Stop brain aging with these simple foods
Millions of baby boomers have been alerted about increasing rates of diseases like Alzheimer’s and Parkinson’s disease that are linked to aging. Adding more berries to the diet could protect brain health for years, perhaps thwarting dementia and other brain disorders. The little fruits have brain health properties that were previously unknown.
Berries and the brain
We all know berries are good for health because they are high in antioxidants. But now a new study shows the delicious little fruits can clear toxins from the brain.
Some of the other well-known benefits of berries include:
• Boosting immunity
• Possible cancer prevention
• Healthy vision
Strawberries and blueberries have been shown to improve cognitive function and behavior in animal studies, but how does that work exactly?
One way is that berries improve signaling in the brain to help keep us mentally sharp. Another reason berries promote brain and overall health is because they contain phytochemicals that reduce inflammation.
Berries keep the brain clean
Researchers from the Human Nutrition Research Center on Aging at Tufts University and University of Maryland Baltimore County recently discovered berries protected the brains of rats following irradiation that mimics aging.
The study authors say substances in berries act like scavengers to clear the brain of toxins through a process known as autophagy – the breakdown and removal of cellular components that naturally degrade in the brain.
High levels of toxic proteins in the brain promote development of Alzheimer’s and Parkinson’s disease. Berries sweep out toxic proteins.
There are currently no effective medications that can reverse dementia or Alzheimer’s disease. Treatment of Parkinson’s disease involves medications that have side effects and perhaps risky surgery for patients who are candidates for implantable brain stimulators.
You can get more berries in your diet by adding them to yogurts, whole grain cereals, eating them dried, adding them to smoothies and putting them in your morning oatmeal. Try some blueberries in your salad. Of course, there is no reason not to just eat them plain either.
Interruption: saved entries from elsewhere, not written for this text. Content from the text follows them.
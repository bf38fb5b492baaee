mod cli;
mod command;
mod command_result;
mod commands;
mod graphql_files;
mod output_utils;

use clap::Parser;
pub(crate) use cli::Cli;
pub(crate) use command::RunnableCommand;
pub(crate) use command_result::CommandResult;

const DEFAULT_LOG_LEVEL: tracing::Level = tracing::Level::INFO;

#[tokio::main(flavor = "multi_thread", worker_threads = 10)]
async fn main() -> std::process::ExitCode {
    let mut cli = Cli::parse();
    setup_logger(&cli);

    if let Some(command) = cli.cmd.take() {
        let result = command.run(cli).await;
        if let Some(stdout) = result.stdout {
            println!("{stdout}");
        }
        if let Some(stderr) = result.stderr {
            eprintln!("{stderr}")
        }
        result.exit_code
    } else {
        match cli.run_default().await {
            Ok(()) => std::process::ExitCode::SUCCESS,
            Err(e) => {
                eprintln!("{e:#}");
                std::process::ExitCode::FAILURE
            },
        }
    }
}

fn setup_logger(cli: &Cli) {
    let env_val = std::env::var("LOG_LEVEL").ok();
    let (log_level, warning) = choose_log_level(cli.verbose, env_val.as_deref());

    tracing_subscriber::fmt()
        .with_writer(std::io::stderr)
        .with_max_level(log_level)
        .init();
    log::trace!("Initial logging level set to `{log_level}`.");

    if let Some(warning) = warning {
        log::warn!("{warning}");
    }
}

/// `-v` wins over `LOG_LEVEL`; an unrecognized `LOG_LEVEL` falls back to
/// [`DEFAULT_LOG_LEVEL`] with a warning to log once logging is up.
pub(crate) fn choose_log_level(
    verbose: bool,
    env_val: Option<&str>,
) -> (tracing::Level, Option<String>) {
    if verbose {
        return (tracing::Level::DEBUG, None);
    }
    match env_val.map(str::trim) {
        None | Some("") => (DEFAULT_LOG_LEVEL, None),
        Some(val) => match val.to_ascii_uppercase().as_str() {
            "TRACE" => (tracing::Level::TRACE, None),
            "DEBUG" | "VERBOSE" => (tracing::Level::DEBUG, None),
            "INFO" => (tracing::Level::INFO, None),
            "WARN" => (tracing::Level::WARN, None),
            "ERROR" => (tracing::Level::ERROR, None),
            _ => (
                DEFAULT_LOG_LEVEL,
                Some(format!("Invalid `LOG_LEVEL` environment variable value: `{val}`")),
            ),
        },
    }
}

#[cfg(test)]
mod tests;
Take a bag to work and snack on them mid-morning.
Dr. Barbara Shukitt-Hale, the lead investigator is now conducting a study on humans age 60 to 75. Shukitt says there are enough animal studies now to suggest berries may even reverse some of the behavioral changes seen with declining memory and growing older. Investing in a bag of berries once a week could prove to be good medicine for the brain – and a lot cheaper than a bag filled with prescription medication.